Role-playing vs. roleplaying
Over the last year of development, it’s become clear that the frontier roles are the bread and butter of Red Dead Online’s gameplay. These are job descriptions that can be leveled, offering rewards and in-game benefits. A Trader delivers supplies and has a camp dog, while a Bounty Hunter brings in outlaws and learns fancy gun tricks.
I can be a Trader, Collector, Bounty Hunter, Naturalist, and Moonshiner without any overlap or issues. I deliver wagons full of supplies for both Trader and Moonshiner, and then hunt down animals and people for the Naturalist and Bounty Hunter. They’re not exactly the same, but most of the action involves riding to a mission location, shooting a bunch of people (or tracking something), and then riding to the mission-complete location. When dynamic events occur, like a roadside robbery or a man desperate for help saving his wife, this feels much less like a treadmill and more like a living world … but they don’t spawn often enough, especially if the player is riding off-road.
The Naturalist role attempts to fix this by giving a choice between two sides.
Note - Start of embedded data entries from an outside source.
//! # opsroom Core Library
//!
//! Business logic for quality task scheduling in the opsroom operations
//! suite. Every operation is reachable from the standalone `opsroom` CLI;
//! UI front-ends are thin layers over this library.
//!
//! ## Architecture
//!
//! - **Window**: classifies a task instance into a reminder phase from its
//!   scheduled date and `HH:MM` window markers
//! - **Reminder**: canned operator-facing text per phase
//! - **Repository**: storage-agnostic task/schedule CRUD traits with an
//!   in-memory store and a SQLite database behind them
//! - **Storage**: SQLite persistence and TOML configuration
//!
//! ## Key Components
//!
//! - [`classify`]: the reminder phase classifier
//! - [`TaskRepository`]: CRUD seam for task instances
//! - [`QualityDb`]: SQLite-backed repository
//! - [`Config`]: Application configuration management

pub mod board;
pub mod clock;
pub mod error;
pub mod quality;
pub mod reminder;
pub mod repository;
pub mod storage;
pub mod window;

pub use board::{phase_counts, reminder_board, PhaseCounts, ReminderSettings};
pub use clock::{Clock, FixedClock, SystemClock};
pub use error::{ConfigError, CoreError, DatabaseError, Result, ValidationError};
pub use quality::{Frequency, QualitySchedule, QualityTask, TaskStatus};
pub use reminder::{reminder_message, task_reminder, TaskReminder};
pub use repository::{MemoryStore, ScheduleRepository, TaskRepository};
pub use storage::{Config, QualityDb, StorageBackend};
pub use window::{
    classify, classify_now, classify_with_lead, ReminderPhase, TaskTimeWindow, TimeOfDay,
    ALMOST_LATE_MINUTES,
};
If I work for pacifist Harriet, I tranq animals and study them, while the cruel hunter Gus wants me to collect their skins for sweet clothes. But the choice doesn’t amount to much besides Harriet’s quests having extra steps. Even if I piss her off by murdering every animal on the frontier, she’ll eventually give me quests again if I just wait out a timer.
I’ve gone hard as a Bounty Hunter, while my friend is a Trader, but we don’t feel noticeably different. Because there’s no choice, and roles feel the same, characters in the same posse all kind of blend together without too many distinctions.
The early stages of Red Dead Online tease that choice matters quite a lot by having quests that end in moral choices, like whether to return a woman to her abusive husband or help her run free with a lover. As time goes on, it becomes clear that ultimately, honor as an outlaw doesn’t mean much, and those quests end quickly, leaving me with just the frontier roles to engage with.
The Naturalist update is perfectly fine, but once the novelty of new characters wears off, it doesn’t make Red Dead Online feel meaningfully different.
These problems aren’t new — and the frontier roles don’t solve them.
Meanwhile, in Grand Theft Auto Online, content is more layered and varied. One starts as a low-level drug runner and slowly works their way up the criminal ladder (thanks to years of content updates). There’s always something new to unlock, a new property to earn, or some goal to chase. Sometimes that’s as humble as a new car, and other times it’s a giant underground bunker. These businesses unlock specific progression tracks and special kinds of missions. An arcade feels different from a bunker, and being a car thief feels different from selling cocaine.
Activities in GTA Online feel more varied than in Red Dead Online, too. If I buy an arcade and set up runs of the Diamond Casino Heist, that ends up with a very different endgame loop than stealing cars by myself and selling them to the highest bidder. In Red Dead Online, many frontier roles ask players to deliver wagons, find shiny objects, or take pictures of animals, but they all feel like similar activities. It’s hardly the outlaw’s life one lives as Arthur Morgan or John Marston.
While GTA Online’s developers have branched out, getting experimental with new mechanics and missions, the makers of Red Dead Online are doubling down on frontier roles. Rockstar is continuing to put new layers on the same experience. Red Dead can never be another GTA Online, thanks to the low-tech setting, but if the cowboy romp wants to regain its footing, it’ll need to find new ways for players to progress and spend their time in the world.